‘The committee was particularly struck by the “cruel irony” that if jobs are lost because employers cannot afford to pay more, it is likely to be the most vulnerable low-paid workers who will be affected.  It looked particularly at the sectors that would be most vulnerable.  In domestic work, 91% of workers earn less than R3,500, so the committee proposes an initial 75% of the minimum for this sector and 90% for agriculture, where 85% of workers earn less than the minimum.  Other sectors such as construction and trade also have large numbers of workers below the line, but the gap is not as wide (see graph).

The new minimum, it seems, would trump any sectoral determinations or collective bargaining agreements with lower minimums.  But the committee, and Deputy President Cyril Rampahosa, have said the new system can coexist with existing wage dispensations under the Labour Relations and Basic Conditions of Employment legislation.  Whether they can coexist remains to be seen’.

Minimum wage beats sectoral stipulations: Hilary Joffe / BusinessLive / 22 November 2016

See also: Purpose and adverse impact of minimum wage

Further excerpts

The R3,500 national minimum monthly wage that the committee of experts has recommended is below the “working poverty line” of R4,317 — but well above the minimum wages in all the sectoral determinations that the minister of labour has in place.  These protect about 5-million workers in sectors where there is no wage bargaining between trade unions and employers.

That captures just how high, yet how low, the R3,500 is relative to what millions of working South Africans actually get paid in practice.  About 47% of the workforce earn less than R3,500 and the lowest sectoral determination wages range from R1,813 in domestic work to R2,761 in the hospitality industry and R2,844 for contract cleaners.

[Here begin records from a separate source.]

//! End-to-end behavior of the rate limiter, retry executor, and facade
//! working together against simulated GitHub responses.

use std::sync::Arc;
use std::sync::atomic::{AtomicUsize, Ordering};
use std::time::Duration;

use chrono::{TimeDelta, Utc};
use ghtools_config::RateLimitConfig;
use ghtools_github::api::{ApiResponse, RemoteError, ResponseHeaders};
use ghtools_github::{RateLimitState, RateLimiter, RemoteOperations, RetryPolicy};
use ghtools_protocol::ErrorCategory;
use serde_json::json;
use tokio::time::Instant;

fn quota(remaining: u64, reset_in_secs: i64) -> ResponseHeaders {
    let reset = (Utc::now() + TimeDelta::seconds(reset_in_secs)).timestamp();
    [
        ("X-RateLimit-Remaining", remaining.to_string()),
        ("X-RateLimit-Reset", reset.to_string()),
        ("X-RateLimit-Limit", "5000".to_string()),
    ]
    .into_iter()
    .collect()
}

fn operations(limiter: Arc<RateLimiter>) -> RemoteOperations {
    RemoteOperations::new(limiter, RetryPolicy::new(3, Duration::from_millis(100)))
}

#[tokio::test(start_paused = true)]
async fn low_quota_from_one_call_throttles_the_next() {
    let limiter = Arc::new(RateLimiter::new(RateLimitConfig {
        enabled: true,
        min_remaining: 50,
        reset_buffer_ms: 500,
    }));
    let operations = operations(limiter.clone());

    // The first response reports a nearly exhausted window.
    let first = operations
        .execute("list_issues", || async {
            Ok(ApiResponse::ok(json!([])).with_headers(quota(10, 2)))
        })
        .await;
    assert!(first.is_successful());
    assert_eq!(limiter.state().await.remaining, 10);

    // The second call waits out the window before it is sent.
    let start = Instant::now();
    let second = operations
        .execute("list_issues", || async { Ok(ApiResponse::ok(json!([]))) })
        .await;
    assert!(second.is_successful());

    // Reset is rounded down to whole epoch seconds, so the wait lands
    // between 1.5s and 2.5s.
    let waited = start.elapsed();
    assert!(
        waited >= Duration::from_millis(1400) && waited <= Duration::from_millis(2600),
        "waited {waited:?}"
    );
}

#[tokio::test(start_paused = true)]
async fn distant_reset_fails_fast_as_github_api_error() {
    let limiter = Arc::new(RateLimiter::with_state(
        RateLimitConfig::default(),
        RateLimitState {
            remaining: 0,
            reset_at: Utc::now() + TimeDelta::minutes(10),
            limit: 5000,
        },
    ));
    let calls = AtomicUsize::new(0);
    let start = Instant::now();

    let result = operations(limiter)
        .execute::<(), _, _>("create_issue", || {
            calls.fetch_add(1, Ordering::SeqCst);
            async { Ok(ApiResponse::ok(())) }
        })
        .await;

    let error = result.error().unwrap();
    assert_eq!(error.category(), ErrorCategory::GitHubApi);
    assert_eq!(error.code(), "RATE_LIMIT_EXCEEDED");
    assert_eq!(calls.load(Ordering::SeqCst), 0);
    assert_eq!(start.elapsed(), Duration::ZERO);
}

#[tokio::test(start_paused = true)]
async fn quota_rejection_is_retried_after_retry_after() {
    let limiter = Arc::new(RateLimiter::new(RateLimitConfig::default()));
    let calls = AtomicUsize::new(0);
    let start = Instant::now();

    let result = operations(limiter)
        .execute("get_repository", || {
            let call = calls.fetch_add(1, Ordering::SeqCst);
            async move {
                if call == 0 {
                    Err(RemoteError::new(403, "API rate limit exceeded for user ID 1.")
                        .with_headers([("Retry-After", "5")].into_iter().collect()))
                } else {
                    Ok(ApiResponse::ok(json!({"full_name": "octocat/hello"})))
                }
            }
        })
        .await;

    assert_eq!(result.data().unwrap()["full_name"], "octocat/hello");
    assert_eq!(calls.load(Ordering::SeqCst), 2);
    let waited = start.elapsed();
    assert!(
        waited >= Duration::from_millis(4900) && waited <= Duration::from_millis(5100),
        "waited {waited:?}"
    );
}

#[tokio::test(start_paused = true)]
async fn exhausted_retries_report_attempts() {
    let limiter = Arc::new(RateLimiter::new(RateLimitConfig::default()));

    let result = operations(limiter)
        .execute::<(), _, _>("merge_pull_request", || async {
            Err(RemoteError::new(503, "Service Unavailable"))
        })
        .await;

    let json = serde_json::to_value(&result).unwrap();
    assert_eq!(json["successful"], false);
    assert_eq!(json["error"]["category"], "GITHUB_API");
    assert_eq!(json["error"]["context"]["attempts"], 4);
    assert_eq!(json["error"]["context"]["status"], 503);
    assert_eq!(json["error"]["context"]["operation"], "merge_pull_request");
}

#[tokio::test(start_paused = true)]
async fn clones_share_one_limiter() {
    let limiter = Arc::new(RateLimiter::new(RateLimitConfig::default()));
    let first = operations(limiter.clone());
    let second = first.clone();

    first
        .execute("rate_limit_status", || async {
            Ok(ApiResponse::ok(()).with_headers(quota(1234, 3600)))
        })
        .await;

    assert!(Arc::ptr_eq(first.rate_limiter(), second.rate_limiter()));
    assert_eq!(second.rate_limiter().state().await.remaining, 1234);
}

#[tokio::test(start_paused = true)]
async fn shutdown_interrupts_a_waiting_operation() {
    let limiter = Arc::new(RateLimiter::with_state(
        RateLimitConfig::default(),
        RateLimitState {
            remaining: 0,
            reset_at: Utc::now() + TimeDelta::seconds(30),
            limit: 5000,
        },
    ));
    let operations = operations(limiter.clone());

    let pending = tokio::spawn(async move {
        operations
            .execute::<(), _, _>("list_branches", || async { Ok(ApiResponse::ok(())) })
            .await
    });
    tokio::time::sleep(Duration::from_millis(50)).await;
    limiter.shutdown();

    let result = pending.await.unwrap();
    let error = result.error().unwrap();
    assert_eq!(error.category(), ErrorCategory::System);
    assert_eq!(error.code(), "OPERATION_CANCELLED");
}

It also captures some of the difficulties of launching a national minimum wage in an economy that has high levels of inequality and poverty — but also much unemployment.

Those difficulties include the question of how the proposed national minimum wage will interact with the many existing collective bargaining and legislated wage minimums, and what will happen to jobs in sectors where wages would have to lift significantly.